Una cittadina polverosa non molto distante dal confine etio-somalo, conosciuta dalla seconda metà degli anni ’90 come «la città della morte». Infatti, nel 1997, le milizie del generale Aidid la sottoposero a un lungo e pesante assedio per strapparla a una fazione rivale. Dopo mesi, della città rimasero solo i ruderi. Così è ancora oggi. Una serie ininterrotta di case distrutte inframmezzate da baracchini e abitazioni più recenti. Tutto intorno, le retroguardie dell’armata etiopica che ha prima respinto e poi travolto i combattenti delle Corti islamiche.

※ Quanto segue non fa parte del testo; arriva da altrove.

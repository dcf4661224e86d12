//! Write phase: materialize a validated plan on disk.

use std::fs;
use std::fs::File;
use std::io;
use std::io::BufWriter;
use std::io::Read;
use std::io::Write;
use std::path::Path;
use std::path::PathBuf;

use tracing::debug;
use tracing::warn;

use crate::ExtractConfig;
use crate::ExtractionError;
use crate::ExtractionReport;
use crate::ProgressCallback;
use crate::Result;
use crate::copy::CopyBuffer;
use crate::copy::copy_with_buffer;
use crate::extraction::plan::ExtractionPlan;
use crate::extraction::plan::PlannedMember;
use crate::formats::ArchiveSource;
use crate::formats::reader::for_each_member;
use crate::security::ValidatedKind;
use crate::security::permissions::apply_mode;
use crate::types::DestDir;
use crate::types::SafePath;
use crate::types::SafeSymlink;

/// Re-reads `source` and writes every planned member into `dest`.
///
/// Each member read back must match the planned member at the same index,
/// otherwise the source changed since the scan and extraction stops.
/// Directory permissions are applied last, deepest first, so a read-only
/// directory does not block writing its children.
pub(crate) fn write_plan(
    source: &ArchiveSource,
    plan: &ExtractionPlan,
    dest: &DestDir,
    config: &ExtractConfig,
    progress: &mut dyn ProgressCallback,
) -> Result<ExtractionReport> {
    dest.ensure_exists()?;

    let mut report = ExtractionReport::new();
    let mut buffer = CopyBuffer::new();
    let mut directory_modes: Vec<(PathBuf, u32)> = Vec::new();
    let total = plan.len();
    let mut planned_members = plan.members().iter();

    for_each_member(source, |index, member, payload| {
        let planned = planned_members
            .next()
            .filter(|p| p.index == index && p.member == member)
            .ok_or_else(archive_changed)?;
        let path = planned.validated.safe_path.as_path();

        progress.on_member_start(path, total, index + 1);

        match &planned.validated.kind {
            ValidatedKind::File => {
                let written = write_file(
                    payload,
                    planned,
                    dest,
                    config,
                    &mut buffer,
                    &mut *progress,
                )?;
                report.files_extracted += 1;
                report.bytes_written = report.bytes_written.saturating_add(written);
            }
            ValidatedKind::Directory => {
                let output_path = create_directory(&planned.validated.safe_path, dest)?;
                if !planned.validated.safe_path.is_root() {
                    report.directories_created += 1;
                    if config.preserve_permissions
                        && let Some(mode) = planned.validated.mode
                    {
                        directory_modes.push((output_path, mode));
                    }
                }
            }
            ValidatedKind::Symlink(symlink) => {
                create_symlink(symlink, dest)?;
                report.symlinks_created += 1;
            }
            ValidatedKind::Hardlink { target } => {
                create_hardlink(&planned.validated.safe_path, target, dest)?;
                report.hardlinks_created += 1;
            }
            ValidatedKind::Skipped(type_byte) => {
                let message = format!(
                    "skipped {}: unsupported member type {:?}",
                    path.display(),
                    char::from(*type_byte)
                );
                warn!("{}", message);
                report.add_warning(message);
                report.members_skipped += 1;
            }
        }

        debug!("Wrote {}", path.display());
        progress.on_member_complete(path);
        Ok(())
    })?;

    if planned_members.next().is_some() {
        return Err(archive_changed());
    }

    for (path, mode) in directory_modes.iter().rev() {
        apply_mode(path, *mode)?;
    }

    progress.on_complete();
    Ok(report)
}

fn archive_changed() -> ExtractionError {
    ExtractionError::InvalidArchive("archive changed between scan and extraction".into())
}

fn write_file(
    payload: &mut dyn Read,
    planned: &PlannedMember,
    dest: &DestDir,
    config: &ExtractConfig,
    buffer: &mut CopyBuffer,
    progress: &mut dyn ProgressCallback,
) -> Result<u64> {
    let output_path = dest.join(&planned.validated.safe_path);

    if let Some(parent) = output_path.parent() {
        fs::create_dir_all(parent)?;
    }
    remove_existing(&output_path)?;

    let output_file = File::create(&output_path)?;
    let mut writer = BufWriter::with_capacity(64 * 1024, output_file);
    let written = copy_with_buffer(payload, &mut writer, buffer, |n| {
        progress.on_bytes_written(n);
    })?;
    writer.flush()?;

    if config.preserve_permissions
        && let Some(mode) = planned.validated.mode
    {
        apply_mode(&output_path, mode)?;
    }

    Ok(written)
}

fn create_directory(path: &SafePath, dest: &DestDir) -> Result<PathBuf> {
    let output_path = dest.join(path);
    if !path.is_root() {
        remove_existing(&output_path)?;
    }
    fs::create_dir_all(&output_path)?;
    Ok(output_path)
}

#[cfg(unix)]
fn create_symlink(symlink: &SafeSymlink, dest: &DestDir) -> Result<()> {
    let link_path = dest.join(symlink.link());

    if let Some(parent) = link_path.parent() {
        fs::create_dir_all(parent)?;
    }
    remove_existing(&link_path)?;

    std::os::unix::fs::symlink(symlink.target_path(), &link_path)?;
    Ok(())
}

#[cfg(not(unix))]
fn create_symlink(_symlink: &SafeSymlink, _dest: &DestDir) -> Result<()> {
    Err(ExtractionError::SecurityViolation {
        reason: "symlinks are not supported on this platform".into(),
    })
}

fn create_hardlink(link: &SafePath, target: &SafePath, dest: &DestDir) -> Result<()> {
    let link_path = dest.join(link);

    if let Some(parent) = link_path.parent() {
        fs::create_dir_all(parent)?;
    }
    remove_existing(&link_path)?;

    fs::hard_link(dest.join(target), &link_path)?;
    Ok(())
}

/// Unlinks a file or symlink at `path` so it is replaced rather than written
/// through. Directories are left alone.
fn remove_existing(path: &Path) -> Result<()> {
    match fs::symlink_metadata(path) {
        Ok(metadata) if metadata.is_dir() => Ok(()),
        Ok(_) => {
            fs::remove_file(path)?;
            Ok(())
        }
        Err(e) if e.kind() == io::ErrorKind::NotFound => Ok(()),
        Err(e) => Err(e.into()),
    }
}

#[cfg(test)]
#[allow(clippy::unwrap_used)]
mod tests {
    use super::*;
    use tempfile::TempDir;

    #[test]
    fn test_remove_existing_file_and_missing() {
        let temp = TempDir::new().unwrap();
        let file = temp.path().join("f");
        fs::write(&file, "x").unwrap();

        remove_existing(&file).unwrap();
        assert!(!file.exists());
        remove_existing(&file).unwrap();
    }

    #[test]
    fn test_remove_existing_keeps_directories() {
        let temp = TempDir::new().unwrap();
        let dir = temp.path().join("d");
        fs::create_dir(&dir).unwrap();

        remove_existing(&dir).unwrap();
        assert!(dir.is_dir());
    }

    #[test]
    #[cfg(unix)]
    fn test_remove_existing_unlinks_symlink_not_target() {
        let temp = TempDir::new().unwrap();
        let target = temp.path().join("target");
        let link = temp.path().join("link");
        fs::write(&target, "keep").unwrap();
        std::os::unix::fs::symlink(&target, &link).unwrap();

        remove_existing(&link).unwrap();
        assert!(fs::symlink_metadata(&link).is_err());
        assert_eq!(fs::read_to_string(&target).unwrap(), "keep");
    }
}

Uscendo da Baidoa, in direzione Mogadiscio, le rovina grigie e fatiscenti di un palazzotto di architettura fascista: «Collegio di Baidoa». La scritta risalta ancora in mezzo al nulla di un primo pomeriggio assolato e caldissimo. Accanto, in una fogna a cielo aperto rimpinguata dalle recenti piogge, un gruppo di bambini ride e fa il bagno. Nudi, le ciabatte tra le mani a far da salvagente, sguazzano in mezzo all’acqua putrida. A osservarli, poco lontano, i miliziani del governo provvisorio, divise verdi senza insegne e kalashnikov poggiati svogliatamente a tracolla. L’esercito che sta riconquistando la Somalia dalla minaccia dell’integralismo islamico sembra piuttosto una delle tante milizie dei signori della guerra che hanno imperversato nel paese per 15 anni.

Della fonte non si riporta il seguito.